Of course, things change. I had a rough patch in 2012, and social media played into that a little. It’s also sometimes rough when you’re trying to be a writer, and you’re following a lot of the writing/publishing world on Twitter, and every moment seems to deliver another example of someone doing better than you – getting a book deal, finishing a book, making lots of friends. Twitter started feeling more like being at a very crowded party where there’s plenty of conversations happening, but very few are actually happening to you.

Plus, the landscape of social media has changed a lot in the last few years. There are certain points where I’ll have things that I could say on social media, but I don’t because I don’t want the potential hassle. I’ve seen a lot of toxicity and weirdness, and most of the time I’ve ended up thinking that I simply don’t want it – I’d far rather be a little quieter and less controversial, and not be shouting my every opinion from the rooftops.

I trimmed down the list of people that I followed. Then I trimmed it some more. There were still points where it would make me unhappy – whether it was clicking on a depressing article being circulated on Facebook, or witnessing whatever outrage was being complained about on Twitter. And then, about two months ago, I reached a point where I said, “I’m taking a break.” I wasn’t going to make a big thing. I was just taking a break from Twitter and Facebook, and seeing how long I wanted to stay away.

It’s two months, and I’m not heading back yet. I’ve occasionally had a very quick check-in, especially over the last week – it’s rather like peering through a door at a room that you know is haunted by violent poltergeists – and I haven’t seen anything that’s made me want to go back. Especially in the wake of the EU Referendum, social media is just somewhere I don’t want to be right now. And that’s okay.
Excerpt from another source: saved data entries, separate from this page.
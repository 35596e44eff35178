use axum::{
    extract::{Path, State},
    Json,
};
use std::sync::Arc;

use crate::{error::AppError, models::*, AppState};

/// GET /api/clients — full client directory, alphabetical.
pub async fn list_clients(
    State(state): State<Arc<AppState>>,
) -> Result<Json<ApiResponse<Vec<Client>>>, AppError> {
    let clients = sqlx::query_as::<_, Client>(
        "SELECT id, name, phone, email, notes FROM clients ORDER BY name ASC",
    )
    .fetch_all(&state.db)
    .await?;

    Ok(Json(ApiResponse::success(clients)))
}

/// POST /api/clients — register a client.
pub async fn create_client(
    State(state): State<Arc<AppState>>,
    Json(body): Json<ClientForm>,
) -> Result<Json<ApiResponse<Client>>, AppError> {
    let name = body.name.trim();
    if name.is_empty() {
        return Err(AppError::Validation("client name is required".into()));
    }

    let id = sqlx::query("INSERT INTO clients (name, phone, email, notes) VALUES (?, ?, ?, ?)")
        .bind(name)
        .bind(body.phone.as_deref().unwrap_or(""))
        .bind(body.email.as_deref().unwrap_or(""))
        .bind(body.notes.as_deref().unwrap_or(""))
        .execute(&state.db)
        .await?
        .last_insert_rowid();

    fetch_client(&state, id).await.map(|c| Json(ApiResponse::success(c)))
}

/// PUT /api/clients/:id — partial update.
pub async fn update_client(
    State(state): State<Arc<AppState>>,
    Path(id): Path<i64>,
    Json(body): Json<ClientUpdate>,
) -> Result<Json<ApiResponse<Client>>, AppError> {
    // Confirm the record exists before applying field updates.
    fetch_client(&state, id).await?;

    if let Some(name) = &body.name {
        if name.trim().is_empty() {
            return Err(AppError::Validation("client name is required".into()));
        }
        sqlx::query("UPDATE clients SET name = ? WHERE id = ?")
            .bind(name.trim())
            .bind(id)
            .execute(&state.db)
            .await?;
    }
    if let Some(phone) = &body.phone {
        sqlx::query("UPDATE clients SET phone = ? WHERE id = ?")
            .bind(phone)
            .bind(id)
            .execute(&state.db)
            .await?;
    }
    if let Some(email) = &body.email {
        sqlx::query("UPDATE clients SET email = ? WHERE id = ?")
            .bind(email)
            .bind(id)
            .execute(&state.db)
            .await?;
    }
    if let Some(notes) = &body.notes {
        sqlx::query("UPDATE clients SET notes = ? WHERE id = ?")
            .bind(notes)
            .bind(id)
            .execute(&state.db)
            .await?;
    }

    fetch_client(&state, id).await.map(|c| Json(ApiResponse::success(c)))
}

/// DELETE /api/clients/:id — refuse when appointments still reference it.
pub async fn delete_client(
    State(state): State<Arc<AppState>>,
    Path(id): Path<i64>,
) -> Result<Json<ApiResponse<&'static str>>, AppError> {
    let referencing: i64 =
        sqlx::query_scalar("SELECT COUNT(*) FROM appointments WHERE client_id = ?")
            .bind(id)
            .fetch_one(&state.db)
            .await?;
    if referencing > 0 {
        return Err(AppError::Referenced {
            entity: "client",
            count: referencing,
        });
    }

    let result = sqlx::query("DELETE FROM clients WHERE id = ?")
        .bind(id)
        .execute(&state.db)
        .await?;
    if result.rows_affected() == 0 {
        return Err(AppError::NotFound("client"));
    }

    Ok(Json(ApiResponse::success("client deleted")))
}

async fn fetch_client(state: &AppState, id: i64) -> Result<Client, AppError> {
    sqlx::query_as::<_, Client>("SELECT id, name, phone, email, notes FROM clients WHERE id = ?")
        .bind(id)
        .fetch_optional(&state.db)
        .await?
        .ok_or(AppError::NotFound("client"))
}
To the few genuine friends/acquaintances I’ve made on Twitter and Facebook – it’s nothing personal. This is just something I’ve got to do for my mental well-being. I’ll probably be back on them eventually – but right now, I’ve got enough to worry about in the world. Staying away from Twitter and Facebook is making my mental headspace just a little bit clearer, and making me happier. And right now, that’s all that matters.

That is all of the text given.